Stored items

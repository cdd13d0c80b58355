//! 配置
//!
//! 可选 TOML 文件, 查找顺序: `OWO_CLICKER_CONFIG` 环境变量 → `./owo-clicker.toml`。
//! 文件不存在时使用默认值。

use anyhow::{ensure, Context, Result};
use serde::Deserialize;
use std::path::{Path, PathBuf};
use std::time::Duration;
use tracing::info;

use crate::input::{InjectMode, TargetMatcher};
use crate::kde::DEFAULT_MAX_ATTEMPTS;
use crate::recorder::DEFAULT_ACCEPT_CEILING_MS;
use crate::timing::ms_to_duration;

const CONFIG_ENV: &str = "OWO_CLICKER_CONFIG";
const CONFIG_FILE: &str = "owo-clicker.toml";

#[derive(Debug, Clone, PartialEq, Deserialize)]
#[serde(default)]
pub struct Config {
    /// 高斯核带宽 (ms)
    pub bandwidth: f64,
    /// 拒绝采样上限
    pub max_attempts: u32,
    /// 按压时长区间 (ms)
    pub hold_min_ms: f64,
    pub hold_max_ms: f64,
    /// 录制时的间隔接受上限 (ms)
    pub accept_ceiling_ms: f64,
    /// 空闲轮询间隔 (ms)
    pub idle_poll_ms: f64,
    pub target: TargetMatcher,
    pub inject: InjectMode,
}

impl Default for Config {
    fn default() -> Self {
        Self {
            bandwidth: 20.0,
            max_attempts: DEFAULT_MAX_ATTEMPTS,
            hold_min_ms: 0.5,
            hold_max_ms: 7.0,
            accept_ceiling_ms: DEFAULT_ACCEPT_CEILING_MS,
            idle_poll_ms: 1.0,
            target: TargetMatcher::default(),
            inject: InjectMode::default(),
        }
    }
}

impl Config {
    /// 按查找顺序载入
    pub fn load() -> Result<Self> {
        let path = std::env::var_os(CONFIG_ENV)
            .map(PathBuf::from)
            .unwrap_or_else(|| PathBuf::from(CONFIG_FILE));
        if !path.exists() {
            info!("⚙️ 未找到配置文件 {}, 使用默认配置", path.display());
            return Ok(Self::default());
        }
        Self::from_file(&path)
    }

    pub fn from_file(path: &Path) -> Result<Self> {
        let text = std::fs::read_to_string(path)
            .with_context(|| format!("读取配置失败: {}", path.display()))?;
        let config = Self::from_toml(&text)
            .with_context(|| format!("配置无效: {}", path.display()))?;
        info!("⚙️ 已载入配置: {}", path.display());
        Ok(config)
    }

    pub fn from_toml(text: &str) -> Result<Self> {
        let config: Self = toml::from_str(text)?;
        config.validate()?;
        Ok(config)
    }

    fn validate(&self) -> Result<()> {
        ensure!(
            self.bandwidth.is_finite() && self.bandwidth > 0.0,
            "bandwidth 必须大于 0, 实际: {}",
            self.bandwidth
        );
        ensure!(
            self.hold_min_ms >= 0.0 && self.hold_min_ms <= self.hold_max_ms,
            "按压时长区间无效: {}..{}",
            self.hold_min_ms,
            self.hold_max_ms
        );
        ensure!(
            self.accept_ceiling_ms > 0.0,
            "accept_ceiling_ms 必须大于 0, 实际: {}",
            self.accept_ceiling_ms
        );
        ensure!(self.max_attempts > 0, "max_attempts 必须大于 0");
        Ok(())
    }

    pub fn idle_poll(&self) -> Duration {
        ms_to_duration(self.idle_poll_ms)
    }
}

#[cfg(test)]
mod tests {
    use super::*;
    use tempfile::TempDir;

    #[test]
    fn test_empty_toml_gives_defaults() {
        let config = Config::from_toml("").expect("parse");
        assert_eq!(config, Config::default());
        assert_eq!(config.bandwidth, 20.0);
        assert_eq!(config.accept_ceiling_ms, 150.0);
        assert_eq!(config.idle_poll(), Duration::from_millis(1));
        assert_eq!(config.inject, InjectMode::SendEvent);
    }

    #[test]
    fn test_partial_override() {
        let config = Config::from_toml(
            r#"
            bandwidth = 8.5
            inject = "xtest"

            [target]
            class = "java"
            title = "Lunar"
            "#,
        )
        .expect("parse");
        assert_eq!(config.bandwidth, 8.5);
        assert_eq!(config.inject, InjectMode::Xtest);
        assert_eq!(config.target.class.as_deref(), Some("java"));
        assert_eq!(config.target.title.as_deref(), Some("Lunar"));
        assert_eq!(config.hold_max_ms, 7.0);
    }

    #[test]
    fn test_invalid_values_rejected() {
        assert!(Config::from_toml("bandwidth = 0.0").is_err());
        assert!(Config::from_toml("bandwidth = -2.0").is_err());
        assert!(Config::from_toml("hold_min_ms = 9.0\nhold_max_ms = 2.0").is_err());
        assert!(Config::from_toml("accept_ceiling_ms = 0.0").is_err());
        assert!(Config::from_toml("max_attempts = 0").is_err());
        assert!(Config::from_toml("inject = \"carrier_pigeon\"").is_err());
    }

    #[test]
    fn test_from_file() {
        let dir = TempDir::new().expect("tempdir");
        let path = dir.path().join(CONFIG_FILE);
        std::fs::write(&path, "idle_poll_ms = 2.5\n").unwrap();
        let config = Config::from_file(&path).expect("load");
        assert_eq!(config.idle_poll(), Duration::from_micros(2500));
    }
}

- [HOW TO COMPLETE THIS TASK]
Write out all the data again, exactly as it appears.

- [EXERCISE SOLUTION]
repository cdd13d0c80b58355
//! 配置
//!
//! 可选 TOML 文件, 查找顺序: `OWO_CLICKER_CONFIG` 环境变量 → `./owo-clicker.toml`。
//! 文件不存在时使用默认值。

use anyhow::{ensure, Context, Result};
use serde::Deserialize;
use std::path::{Path, PathBuf};
use std::time::Duration;
use tracing::info;

use crate::input::{InjectMode, TargetMatcher};
use crate::kde::DEFAULT_MAX_ATTEMPTS;
use crate::recorder::DEFAULT_ACCEPT_CEILING_MS;
use crate::timing::ms_to_duration;

const CONFIG_ENV: &str = "OWO_CLICKER_CONFIG";
const CONFIG_FILE: &str = "owo-clicker.toml";

#[derive(Debug, Clone, PartialEq, Deserialize)]
#[serde(default)]
pub struct Config {
    /// 高斯核带宽 (ms)
    pub bandwidth: f64,
    /// 拒绝采样上限
    pub max_attempts: u32,
    /// 按压时长区间 (ms)
    pub hold_min_ms: f64,
    pub hold_max_ms: f64,
    /// 录制时的间隔接受上限 (ms)
    pub accept_ceiling_ms: f64,
    /// 空闲轮询间隔 (ms)
    pub idle_poll_ms: f64,
    pub target: TargetMatcher,
    pub inject: InjectMode,
}

impl Default for Config {
    fn default() -> Self {
        Self {
            bandwidth: 20.0,
            max_attempts: DEFAULT_MAX_ATTEMPTS,
            hold_min_ms: 0.5,
            hold_max_ms: 7.0,
            accept_ceiling_ms: DEFAULT_ACCEPT_CEILING_MS,
            idle_poll_ms: 1.0,
            target: TargetMatcher::default(),
            inject: InjectMode::default(),
        }
    }
}

impl Config {
    /// 按查找顺序载入
    pub fn load() -> Result<Self> {
        let path = std::env::var_os(CONFIG_ENV)
            .map(PathBuf::from)
            .unwrap_or_else(|| PathBuf::from(CONFIG_FILE));
        if !path.exists() {
            info!("⚙️ 未找到配置文件 {}, 使用默认配置", path.display());
            return Ok(Self::default());
        }
        Self::from_file(&path)
    }

    pub fn from_file(path: &Path) -> Result<Self> {
        let text = std::fs::read_to_string(path)
            .with_context(|| format!("读取配置失败: {}", path.display()))?;
        let config = Self::from_toml(&text)
            .with_context(|| format!("配置无效: {}", path.display()))?;
        info!("⚙️ 已载入配置: {}", path.display());
        Ok(config)
    }

    pub fn from_toml(text: &str) -> Result<Self> {
        let config: Self = toml::from_str(text)?;
        config.validate()?;
        Ok(config)
    }

    fn validate(&self) -> Result<()> {
        ensure!(
            self.bandwidth.is_finite() && self.bandwidth > 0.0,
            "bandwidth 必须大于 0, 实际: {}",
            self.bandwidth
        );
        ensure!(
            self.hold_min_ms >= 0.0 && self.hold_min_ms <= self.hold_max_ms,
            "按压时长区间无效: {}..{}",
            self.hold_min_ms,
            self.hold_max_ms
        );
        ensure!(
            self.accept_ceiling_ms > 0.0,
            "accept_ceiling_ms 必须大于 0, 实际: {}",
            self.accept_ceiling_ms
        );
        ensure!(self.max_attempts > 0, "max_attempts 必须大于 0");
        Ok(())
    }

    pub fn idle_poll(&self) -> Duration {
        ms_to_duration(self.idle_poll_ms)
    }
}

#[cfg(test)]
mod tests {
    use super::*;
    use tempfile::TempDir;

    #[test]
    fn test_empty_toml_gives_defaults() {
        let config = Config::from_toml("").expect("parse");
        assert_eq!(config, Config::default());
        assert_eq!(config.bandwidth, 20.0);
        assert_eq!(config.accept_ceiling_ms, 150.0);
        assert_eq!(config.idle_poll(), Duration::from_millis(1));
        assert_eq!(config.inject, InjectMode::SendEvent);
    }

    #[test]
    fn test_partial_override() {
        let config = Config::from_toml(
            r#"
            bandwidth = 8.5
            inject = "xtest"

            [target]
            class = "java"
            title = "Lunar"
            "#,
        )
        .expect("parse");
        assert_eq!(config.bandwidth, 8.5);
        assert_eq!(config.inject, InjectMode::Xtest);
        assert_eq!(config.target.class.as_deref(), Some("java"));
        assert_eq!(config.target.title.as_deref(), Some("Lunar"));
        assert_eq!(config.hold_max_ms, 7.0);
    }

    #[test]
    fn test_invalid_values_rejected() {
        assert!(Config::from_toml("bandwidth = 0.0").is_err());
        assert!(Config::from_toml("bandwidth = -2.0").is_err());
        assert!(Config::from_toml("hold_min_ms = 9.0\nhold_max_ms = 2.0").is_err());
        assert!(Config::from_toml("accept_ceiling_ms = 0.0").is_err());
        assert!(Config::from_toml("max_attempts = 0").is_err());
        assert!(Config::from_toml("inject = \"carrier_pigeon\"").is_err());
    }

    #[test]
    fn test_from_file() {
        let dir = TempDir::new().expect("tempdir");
        let path = dir.path().join(CONFIG_FILE);
        std::fs::write(&path, "idle_poll_ms = 2.5\n").unwrap();
        let config = Config::from_file(&path).expect("load");
        assert_eq!(config.idle_poll(), Duration::from_micros(2500));
    }
}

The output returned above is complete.